Auto sector earnings report card: Strong FY26 show, upbeat FY27 guidance drive rally in auto stocks

Auto sector earnings report card: Strong FY26 show, upbeat FY27 guidance drive rally in auto stocks


Auto stocks have remained in focus over the past few sessions, with several companies witnessing a sharp uptick in share prices after reporting better-than-expected March quarter and FY26 earnings. Positive management commentary and stronger-than-anticipated FY27 volume growth guidance have further boosted investor sentiment toward the sector.

While rising raw material costs remain a near-term concern for margins, the broader outlook across passenger vehicles, two-wheelers, tractors, and light commercial vehicles continues to remain constructive.

Passenger vehicle segment shows strong momentum

The passenger vehicle (PV) segment is expected to remain one of the key growth drivers for the industry in FY27. According to the Society of Indian Automobile Manufacturers (SIAM), industry-wide PV growth is expected to be in the range of 5% to 7%.

Maruti Suzuki, the country’s largest carmaker, expects to outperform industry growth, with management indicating that company growth could exceed 10% in FY27.

Mahindra & Mahindra is even more optimistic on the SUV segment, where the company expects growth in the mid- to high-teens range, supported by sustained demand for utility vehicles.

Two-wheeler outlook remains healthy despite moderation concerns

In the two-wheeler segment, Hero MotoCorp expects motorcycle and scooter volumes to grow in high single digits during FY27, which is ahead of market expectations.

However, Bajaj Auto has flagged signs of moderation after a strong FY26. The company indicated that industry growth could slow to 7% to 9% in the near term after clocking nearly 20% growth in the fourth quarter.

According to the company, the moderation is largely due to a high base effect, rising raw material prices, and price hikes taken by manufacturers to offset higher input costs.

Meanwhile, TVS Motor Company and Eicher Motors also continue to benefit from steady demand trends and improving market sentiment.

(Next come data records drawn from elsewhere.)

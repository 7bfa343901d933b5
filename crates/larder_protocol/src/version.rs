//! Logical version assigned to each accepted write.

use serde::{Deserialize, Serialize};
use std::fmt;
use std::time::{SystemTime, UNIX_EPOCH};

/// A logical clock value attached to a shared record at write time.
///
/// Versions are wall-clock milliseconds in the common case, but the
/// accept path of a write always computes the new version with
/// [`Version::next_after`], which guarantees strict growth even when the
/// local clock is behind the stored version (clock skew between devices).
///
/// A value of zero ([`Version::ZERO`]) means "never synced".
#[derive(
    Debug, Clone, Copy, PartialEq, Eq, PartialOrd, Ord, Hash, Default, Serialize, Deserialize,
)]
#[serde(transparent)]
pub struct Version(u64);

impl Version {
    /// The never-synced version.
    pub const ZERO: Version = Version(0);

    /// Creates a version from a raw millisecond value.
    pub const fn from_millis(millis: u64) -> Self {
        Version(millis)
    }

    /// Returns the raw millisecond value.
    pub const fn as_millis(&self) -> u64 {
        self.0
    }

    /// Returns true if this replica has never observed a synced version.
    pub const fn is_zero(&self) -> bool {
        self.0 == 0
    }

    /// Computes the version for a write accepted after `current`.
    ///
    /// Takes the wall clock reading but never goes backwards: the result
    /// is strictly greater than `current`, saturating at the top of the
    /// range.
    pub fn next_after(current: Version) -> Version {
        Version(now_millis().max(current.0.saturating_add(1)))
    }
}

impl fmt::Display for Version {
    fn fmt(&self, f: &mut fmt::Formatter<'_>) -> fmt::Result {
        write!(f, "{}", self.0)
    }
}

fn now_millis() -> u64 {
    SystemTime::now()
        .duration_since(UNIX_EPOCH)
        .unwrap_or_default()
        .as_millis() as u64
}
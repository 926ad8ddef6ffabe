//! In-order traversal of a [`Tree`].
//!
//! [`Iter`] is a cursor over logical indices. Each step re-descends from the
//! root using the cached subtree sizes, so a step costs `O(height)` and a full
//! traversal `O(n * height)`. [`Tree::to_list`] materializes the whole sequence
//! in a single `O(n)` walk instead.

use std::iter::FusedIterator;
use std::ptr;

use crate::{Nullable, Tree};

impl<T> Tree<T> {
    /// Returns the value at `index` in ascending order, or `None` if `index` is
    /// past the end.
    ///
    /// # Examples
    ///
    /// ```
    /// use persistent_avl::Tree;
    ///
    /// let tree = Tree::new(5).insert(4).insert(7);
    ///
    /// assert_eq!(tree.get(0), Some(&4));
    /// assert_eq!(tree.get(2), Some(&7));
    /// assert_eq!(tree.get(3), None);
    /// ```
    pub fn get(&self, index: usize) -> Option<&T> {
        let mut node = self;
        let mut index = index;
        loop {
            let left_size = node.left().size();
            if index < left_size {
                node = node.left().as_option()?;
            } else if index == left_size {
                return Some(node.value());
            } else {
                index -= left_size + 1;
                node = node.right().as_option()?;
            }
        }
    }

    /// Every value in ascending order.
    pub fn to_list(&self) -> Vec<T>
    where
        T: Clone,
    {
        let mut list = Vec::with_capacity(self.size());
        self.collect_into(&mut list);
        list
    }

    fn collect_into(&self, list: &mut Vec<T>)
    where
        T: Clone,
    {
        if let Some(left) = self.left().as_option() {
            left.collect_into(list);
        }
        list.push(self.value().clone());
        if let Some(right) = self.right().as_option() {
            right.collect_into(list);
        }
    }

    /// Iterates over the values in ascending order.
    ///
    /// # Examples
    ///
    /// ```
    /// use persistent_avl::Tree;
    ///
    /// let tree = Tree::new(5).insert(4).insert(7).insert(10).insert(0);
    ///
    /// assert_eq!(tree.iter().copied().collect::<Vec<_>>(), vec![0, 4, 5, 7, 10]);
    /// assert_eq!(tree.iter().rev().next(), Some(&10));
    /// ```
    pub fn iter(&self) -> Iter<'_, T> {
        Iter {
            tree: Some(self),
            front: 0,
            back: self.size(),
        }
    }
}

impl<T> Nullable<Tree<T>> {
    /// Every value in ascending order; nothing when empty.
    pub fn to_list(&self) -> Vec<T>
    where
        T: Clone,
    {
        self.as_option().map_or_else(Vec::new, Tree::to_list)
    }

    /// Iterates over the values in ascending order.
    pub fn iter(&self) -> Iter<'_, T> {
        Iter {
            tree: self.as_option(),
            front: 0,
            back: self.size(),
        }
    }
}

/// Two trees are equal when they hold the same values in the same order,
/// whatever their shape.
///
/// ```
/// use persistent_avl::Tree;
///
/// let a = Tree::new(1).insert(2).insert(3);
/// let b = Tree::new(3).insert(2).insert(1);
///
/// assert_eq!(a, b);
/// assert_ne!(a, b.insert(4));
/// ```
impl<T> PartialEq for Tree<T>
where
    T: PartialEq,
{
    fn eq(&self, other: &Self) -> bool {
        self.size() == other.size() && self.iter().eq(other.iter())
    }
}

impl<T> Eq for Tree<T> where T: Eq {}

impl<'a, T> IntoIterator for &'a Tree<T> {
    type Item = &'a T;
    type IntoIter = Iter<'a, T>;

    fn into_iter(self) -> Self::IntoIter {
        self.iter()
    }
}

impl<'a, T> IntoIterator for &'a Nullable<Tree<T>> {
    type Item = &'a T;
    type IntoIter = Iter<'a, T>;

    fn into_iter(self) -> Self::IntoIter {
        self.iter()
    }
}

/// An ascending iterator over a [`Tree`], addressed by index.
///
/// Two iterators are equal if they walk the same tree instance and are at the
/// same position.
#[derive(Debug)]
pub struct Iter<'a, T> {
    tree: Option<&'a Tree<T>>,
    front: usize,
    back: usize,
}

impl<'a, T> Iter<'a, T> {
    /// The index of the value the next call to `next` returns.
    pub fn position(&self) -> usize {
        self.front
    }
}

impl<'a, T> Clone for Iter<'a, T> {
    fn clone(&self) -> Self {
        Self {
            tree: self.tree,
            front: self.front,
            back: self.back,
        }
    }
}

impl<'a, T> PartialEq for Iter<'a, T> {
    fn eq(&self, other: &Self) -> bool {
        let same_tree = match (self.tree, other.tree) {
            (Some(a), Some(b)) => ptr::eq(a, b),
            (None, None) => true,
            _ => false,
        };
        same_tree && self.front == other.front
    }
}

impl<'a, T> Iterator for Iter<'a, T> {
    type Item = &'a T;

    fn next(&mut self) -> Option<Self::Item> {
        if self.front >= self.back {
            return None;
        }
        let value = self.tree?.get(self.front);
        self.front += 1;
        value
    }

    fn size_hint(&self) -> (usize, Option<usize>) {
        let remaining = self.back - self.front;
        (remaining, Some(remaining))
    }

    fn nth(&mut self, n: usize) -> Option<Self::Item> {
        self.front = self.front.saturating_add(n).min(self.back);
        self.next()
    }
}

impl<'a, T> DoubleEndedIterator for Iter<'a, T> {
    fn next_back(&mut self) -> Option<Self::Item> {
        if self.front >= self.back {
            return None;
        }
        self.back -= 1;
        self.tree?.get(self.back)
    }
}

impl<'a, T> ExactSizeIterator for Iter<'a, T> {}

impl<'a, T> FusedIterator for Iter<'a, T> {}
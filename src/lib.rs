//! This crate exposes a persistent, self-balancing Binary Search Tree (an
//! AVL tree) mostly for educational purposes.
//!
//! ## Binary Search Tree
//!
//! A Binary Search Tree is a data structure supporting operations to
//! insert, find, and delete stored records. BSTs are typically defined
//! recursively using the notion of a `Node`. A `Node` will typically store
//! some sort of value (the value that was inserted, for example) and will
//! sometimes have child `Node`s. The most important invariants of a BST are:
//!
//! 1. For every `Node` in a BST, all the `Node`s in its left subtree have a
//!    value not greater than its own value.
//! 2. For every `Node` in a BST, all the `Node`s in its right subtree have a
//!    value not less than its own value.
//!
//! > Note that some `Node`s have no children. These `Node`s are called "leaf nodes".
//!
//! The benefits of these invariants are many. For instance, searching for
//! values in the tree takes `O(height)` (where `height` is defined as the longest
//! path from the root `Node` to a leaf `Node`). An AVL tree keeps the heights of
//! every `Node`'s two subtrees within one of each other, which limits the height
//! to `O(lg N)` where `N` is the number of nodes in the tree. BSTs also naturally
//! support sorted iteration by visiting the left subtree, then the subtree root,
//! then the right subtree.
//!
//! ## Persistence
//!
//! A [`Tree`] is never modified. [`Tree::insert`] and [`Tree::remove`] build new
//! nodes along the path they change and share every other subtree with the tree
//! they started from, so old versions stay valid. Subtrees are reference counted
//! with [`Arc`][std::sync::Arc], so versions can be read from several threads.

#![deny(missing_docs, clippy::clone_on_ref_ptr)]

mod error;
mod iter;
mod nullable;
mod tree;

pub use error::{Error, Result};
pub use iter::Iter;
pub use nullable::Nullable;
pub use tree::Tree;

Tractor and LCV demand expectations improve

On the rural and commercial vehicle front, M&M expects tractor industry growth to remain in the mid-single digits in FY27, which is stronger than earlier expectations of flat growth.

The outlook for light commercial vehicles (LCVs) also remains stable, with industry growth expected in the high single digits, broadly in line with Street estimates.

Auto stocks rally in May despite weak 2026 performance

Auto stocks have seen a recovery in May after remaining under pressure for most of 2026.

Maruti Suzuki shares are up around 4% this month, although the stock remains down nearly 17% so far this year. Hero MotoCorp has seen a similar trend.

Bajaj Auto shares have gained nearly 6% in May and are up around 13% in 2026 so far, aided by the company’s share buyback announcement.

TVS Motor Company shares have risen around 6% this month but remain marginally lower for the year, while Eicher Motors has gained around 5% in May and is broadly flat in 2026.

Valuations remain below long-term averages

Despite the recent rally, valuations across several auto companies remain below their historical averages, indicating room for further upside if volume growth sustains.

Maruti Suzuki’s FY27 estimated price-to-earnings (P/E) multiple stands at around 22 times compared with its five-year average of 34 times.

Hero MotoCorp trades at around 17 times FY27 earnings versus its historical average of 19 times.

Also Read | Here’s how Auto stocks are reacting to their April sales numbers

Bajaj Auto trades at 24 times compared with a five-year average of 24.4 times, while TVS Motor Company trades at 41 times against its historical average of 48 times.

Eicher Motors trades at around 32 times earnings versus its five-year average valuation of 36 times.

Outlook

The FY26 earnings season has reinforced optimism around the auto sector, with most companies reporting healthy operational performance and issuing stronger-than-expected FY27 guidance.

Although rising raw material costs could weigh on margins in the short term, analysts believe sustained volume growth and still-reasonable valuations could support further gains in auto stocks over the medium term.